GIVEN INFORMATION

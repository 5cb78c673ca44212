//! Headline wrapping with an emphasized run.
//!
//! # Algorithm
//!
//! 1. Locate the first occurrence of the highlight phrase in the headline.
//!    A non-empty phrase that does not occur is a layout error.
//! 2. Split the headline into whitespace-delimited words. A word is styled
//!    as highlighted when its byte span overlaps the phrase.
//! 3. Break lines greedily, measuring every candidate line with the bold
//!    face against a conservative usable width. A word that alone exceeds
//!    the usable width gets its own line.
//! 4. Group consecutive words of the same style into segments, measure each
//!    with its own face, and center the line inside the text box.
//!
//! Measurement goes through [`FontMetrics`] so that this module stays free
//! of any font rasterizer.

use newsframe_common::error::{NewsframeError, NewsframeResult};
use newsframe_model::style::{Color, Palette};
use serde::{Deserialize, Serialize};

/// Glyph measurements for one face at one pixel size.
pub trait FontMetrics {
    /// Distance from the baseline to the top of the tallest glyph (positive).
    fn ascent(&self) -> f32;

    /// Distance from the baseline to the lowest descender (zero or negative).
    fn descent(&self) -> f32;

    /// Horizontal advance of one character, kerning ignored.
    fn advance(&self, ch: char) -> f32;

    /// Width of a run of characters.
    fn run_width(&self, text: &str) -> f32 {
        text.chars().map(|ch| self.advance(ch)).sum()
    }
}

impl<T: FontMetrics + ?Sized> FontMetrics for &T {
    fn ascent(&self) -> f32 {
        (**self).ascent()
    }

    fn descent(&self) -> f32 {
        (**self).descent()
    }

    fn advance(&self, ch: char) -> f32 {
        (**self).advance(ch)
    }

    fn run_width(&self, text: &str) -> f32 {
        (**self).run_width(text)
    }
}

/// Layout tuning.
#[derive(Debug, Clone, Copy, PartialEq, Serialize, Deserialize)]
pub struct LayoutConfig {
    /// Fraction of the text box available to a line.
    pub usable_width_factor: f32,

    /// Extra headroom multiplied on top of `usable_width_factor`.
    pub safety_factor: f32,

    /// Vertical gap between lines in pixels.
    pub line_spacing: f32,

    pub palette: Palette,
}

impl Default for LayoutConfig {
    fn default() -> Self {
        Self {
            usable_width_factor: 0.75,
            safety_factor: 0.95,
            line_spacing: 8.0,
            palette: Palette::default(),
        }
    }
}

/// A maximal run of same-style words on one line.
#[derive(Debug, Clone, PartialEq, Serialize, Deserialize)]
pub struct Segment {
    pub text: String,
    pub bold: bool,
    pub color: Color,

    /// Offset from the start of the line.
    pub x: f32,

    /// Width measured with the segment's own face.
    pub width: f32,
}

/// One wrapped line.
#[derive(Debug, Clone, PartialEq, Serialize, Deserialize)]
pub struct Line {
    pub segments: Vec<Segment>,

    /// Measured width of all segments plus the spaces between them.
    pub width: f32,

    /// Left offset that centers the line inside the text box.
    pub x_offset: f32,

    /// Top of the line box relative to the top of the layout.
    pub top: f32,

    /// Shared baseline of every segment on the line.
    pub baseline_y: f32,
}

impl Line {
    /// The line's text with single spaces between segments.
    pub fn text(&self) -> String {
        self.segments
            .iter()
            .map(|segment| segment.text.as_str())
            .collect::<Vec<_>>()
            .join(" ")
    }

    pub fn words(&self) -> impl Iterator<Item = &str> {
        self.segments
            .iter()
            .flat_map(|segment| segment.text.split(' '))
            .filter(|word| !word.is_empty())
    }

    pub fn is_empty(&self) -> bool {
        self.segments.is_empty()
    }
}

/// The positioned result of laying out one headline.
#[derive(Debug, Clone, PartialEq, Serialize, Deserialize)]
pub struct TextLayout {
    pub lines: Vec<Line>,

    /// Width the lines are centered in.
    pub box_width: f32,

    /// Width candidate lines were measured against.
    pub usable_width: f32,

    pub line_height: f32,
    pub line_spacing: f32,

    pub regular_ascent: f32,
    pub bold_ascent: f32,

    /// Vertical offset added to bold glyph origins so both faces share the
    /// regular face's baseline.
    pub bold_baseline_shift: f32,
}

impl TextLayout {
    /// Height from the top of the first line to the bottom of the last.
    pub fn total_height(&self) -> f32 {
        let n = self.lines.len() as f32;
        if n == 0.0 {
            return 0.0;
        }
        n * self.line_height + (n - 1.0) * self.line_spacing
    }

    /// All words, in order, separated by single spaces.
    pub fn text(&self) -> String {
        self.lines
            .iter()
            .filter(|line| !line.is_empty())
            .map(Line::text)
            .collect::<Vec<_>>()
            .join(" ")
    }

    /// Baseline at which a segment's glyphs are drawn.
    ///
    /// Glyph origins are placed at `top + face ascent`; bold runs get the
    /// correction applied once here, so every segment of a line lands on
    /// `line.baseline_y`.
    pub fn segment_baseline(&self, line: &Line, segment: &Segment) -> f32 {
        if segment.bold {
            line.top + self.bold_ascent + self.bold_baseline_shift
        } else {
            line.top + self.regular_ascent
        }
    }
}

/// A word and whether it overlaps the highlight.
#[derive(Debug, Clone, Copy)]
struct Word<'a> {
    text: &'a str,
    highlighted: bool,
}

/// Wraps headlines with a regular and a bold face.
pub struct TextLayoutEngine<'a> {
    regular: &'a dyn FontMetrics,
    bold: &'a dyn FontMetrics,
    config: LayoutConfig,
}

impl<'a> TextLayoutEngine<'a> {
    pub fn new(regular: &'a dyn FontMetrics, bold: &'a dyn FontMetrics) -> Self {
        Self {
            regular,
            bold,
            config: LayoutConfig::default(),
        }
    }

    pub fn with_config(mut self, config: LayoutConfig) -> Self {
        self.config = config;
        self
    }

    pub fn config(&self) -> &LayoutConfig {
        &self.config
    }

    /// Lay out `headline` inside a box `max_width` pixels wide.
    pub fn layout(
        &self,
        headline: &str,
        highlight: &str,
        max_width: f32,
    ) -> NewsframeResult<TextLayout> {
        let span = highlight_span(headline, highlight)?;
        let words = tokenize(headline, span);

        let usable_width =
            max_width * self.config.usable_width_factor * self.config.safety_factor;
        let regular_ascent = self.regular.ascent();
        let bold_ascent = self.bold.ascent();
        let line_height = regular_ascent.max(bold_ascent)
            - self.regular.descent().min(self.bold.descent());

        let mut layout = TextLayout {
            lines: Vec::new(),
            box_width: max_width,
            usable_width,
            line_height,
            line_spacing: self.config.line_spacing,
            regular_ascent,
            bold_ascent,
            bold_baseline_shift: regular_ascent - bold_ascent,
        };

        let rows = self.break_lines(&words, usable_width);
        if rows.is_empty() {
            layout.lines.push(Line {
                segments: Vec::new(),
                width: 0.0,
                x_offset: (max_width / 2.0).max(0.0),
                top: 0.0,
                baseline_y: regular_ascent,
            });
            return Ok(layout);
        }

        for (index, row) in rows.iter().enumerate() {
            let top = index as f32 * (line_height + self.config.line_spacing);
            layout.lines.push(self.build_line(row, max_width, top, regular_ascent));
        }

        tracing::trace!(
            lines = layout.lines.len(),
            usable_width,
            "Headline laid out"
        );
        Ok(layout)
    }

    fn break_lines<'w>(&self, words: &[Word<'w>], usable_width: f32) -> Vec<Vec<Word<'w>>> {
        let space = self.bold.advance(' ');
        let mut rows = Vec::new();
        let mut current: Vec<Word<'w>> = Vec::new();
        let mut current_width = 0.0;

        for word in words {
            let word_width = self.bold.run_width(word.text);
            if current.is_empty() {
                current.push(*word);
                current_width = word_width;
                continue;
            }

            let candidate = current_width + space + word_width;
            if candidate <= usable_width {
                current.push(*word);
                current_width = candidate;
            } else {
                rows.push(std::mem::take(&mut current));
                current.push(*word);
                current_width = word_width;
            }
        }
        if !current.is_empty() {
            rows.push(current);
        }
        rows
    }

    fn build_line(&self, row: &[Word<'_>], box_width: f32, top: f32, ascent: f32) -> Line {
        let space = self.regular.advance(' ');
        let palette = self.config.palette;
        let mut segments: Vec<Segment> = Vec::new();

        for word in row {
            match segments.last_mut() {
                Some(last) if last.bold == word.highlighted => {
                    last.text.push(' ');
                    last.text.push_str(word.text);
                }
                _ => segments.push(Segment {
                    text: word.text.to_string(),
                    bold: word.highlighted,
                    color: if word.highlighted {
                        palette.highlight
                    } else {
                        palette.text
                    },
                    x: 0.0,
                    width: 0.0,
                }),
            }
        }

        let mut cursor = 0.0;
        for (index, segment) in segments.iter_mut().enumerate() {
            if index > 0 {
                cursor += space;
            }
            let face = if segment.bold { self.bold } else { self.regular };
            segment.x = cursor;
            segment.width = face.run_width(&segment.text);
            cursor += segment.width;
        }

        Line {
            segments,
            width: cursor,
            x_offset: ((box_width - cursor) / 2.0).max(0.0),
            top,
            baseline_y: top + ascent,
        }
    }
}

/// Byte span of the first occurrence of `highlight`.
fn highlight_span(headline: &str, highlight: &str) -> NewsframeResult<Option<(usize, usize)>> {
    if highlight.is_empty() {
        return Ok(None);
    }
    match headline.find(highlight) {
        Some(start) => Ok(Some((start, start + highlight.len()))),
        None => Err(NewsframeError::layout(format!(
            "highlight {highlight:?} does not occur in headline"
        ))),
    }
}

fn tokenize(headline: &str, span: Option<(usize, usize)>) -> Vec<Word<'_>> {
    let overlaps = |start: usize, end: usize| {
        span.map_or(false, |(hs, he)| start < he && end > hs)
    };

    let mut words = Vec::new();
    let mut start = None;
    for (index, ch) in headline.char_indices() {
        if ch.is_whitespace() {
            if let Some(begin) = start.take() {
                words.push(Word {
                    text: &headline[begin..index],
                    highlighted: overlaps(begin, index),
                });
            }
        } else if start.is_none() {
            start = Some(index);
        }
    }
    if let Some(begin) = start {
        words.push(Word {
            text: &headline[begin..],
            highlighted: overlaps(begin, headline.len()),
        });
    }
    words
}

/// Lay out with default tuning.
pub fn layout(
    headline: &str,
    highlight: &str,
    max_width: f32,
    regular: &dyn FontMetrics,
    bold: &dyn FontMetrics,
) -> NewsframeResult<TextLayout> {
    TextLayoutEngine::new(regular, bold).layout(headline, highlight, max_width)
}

...

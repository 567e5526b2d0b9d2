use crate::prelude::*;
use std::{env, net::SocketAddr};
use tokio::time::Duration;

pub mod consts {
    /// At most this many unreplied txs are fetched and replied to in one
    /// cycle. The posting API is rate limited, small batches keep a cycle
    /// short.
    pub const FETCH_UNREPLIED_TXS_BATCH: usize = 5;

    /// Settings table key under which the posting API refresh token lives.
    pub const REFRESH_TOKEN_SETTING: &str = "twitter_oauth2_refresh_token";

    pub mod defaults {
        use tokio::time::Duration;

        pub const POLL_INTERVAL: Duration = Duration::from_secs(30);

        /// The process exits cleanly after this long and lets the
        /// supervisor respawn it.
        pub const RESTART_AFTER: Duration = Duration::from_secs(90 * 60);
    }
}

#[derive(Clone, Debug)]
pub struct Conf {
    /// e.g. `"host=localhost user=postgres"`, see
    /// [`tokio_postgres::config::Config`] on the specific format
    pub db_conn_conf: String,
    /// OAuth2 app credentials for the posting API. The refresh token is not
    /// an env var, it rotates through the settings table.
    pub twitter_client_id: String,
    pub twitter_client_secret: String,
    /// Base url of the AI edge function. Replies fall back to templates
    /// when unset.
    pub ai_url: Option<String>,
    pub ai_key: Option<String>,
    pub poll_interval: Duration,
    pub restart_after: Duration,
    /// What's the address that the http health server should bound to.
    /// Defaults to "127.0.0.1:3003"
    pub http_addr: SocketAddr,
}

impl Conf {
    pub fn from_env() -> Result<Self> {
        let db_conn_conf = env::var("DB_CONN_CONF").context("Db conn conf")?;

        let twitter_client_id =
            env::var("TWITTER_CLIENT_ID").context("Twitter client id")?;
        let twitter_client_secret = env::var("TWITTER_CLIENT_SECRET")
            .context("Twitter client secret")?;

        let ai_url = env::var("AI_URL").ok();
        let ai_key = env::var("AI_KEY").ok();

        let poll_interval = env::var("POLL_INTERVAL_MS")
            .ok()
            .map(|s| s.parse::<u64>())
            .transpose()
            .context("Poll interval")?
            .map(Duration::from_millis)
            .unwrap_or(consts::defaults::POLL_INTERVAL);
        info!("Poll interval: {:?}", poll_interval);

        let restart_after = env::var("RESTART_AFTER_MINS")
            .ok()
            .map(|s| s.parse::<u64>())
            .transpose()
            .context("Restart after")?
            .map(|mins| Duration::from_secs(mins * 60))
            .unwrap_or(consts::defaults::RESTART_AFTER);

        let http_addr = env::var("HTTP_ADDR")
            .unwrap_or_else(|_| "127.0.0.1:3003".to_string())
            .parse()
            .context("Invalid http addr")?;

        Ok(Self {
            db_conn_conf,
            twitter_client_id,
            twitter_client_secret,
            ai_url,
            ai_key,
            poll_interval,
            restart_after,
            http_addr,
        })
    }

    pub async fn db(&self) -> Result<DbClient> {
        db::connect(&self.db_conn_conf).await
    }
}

WHAT YOU WILL DO
From the records above, print exactly the lines that run from the line with "repository 5cb78c673ca44212" to the line with "with the bold", inclusive.

TASK RESPONSE
repository 5cb78c673ca44212
//! Headline wrapping with an emphasized run.
//!
//! # Algorithm
//!
//! 1. Locate the first occurrence of the highlight phrase in the headline.
//!    A non-empty phrase that does not occur is a layout error.
//! 2. Split the headline into whitespace-delimited words. A word is styled
//!    as highlighted when its byte span overlaps the phrase.
//! 3. Break lines greedily, measuring every candidate line with the bold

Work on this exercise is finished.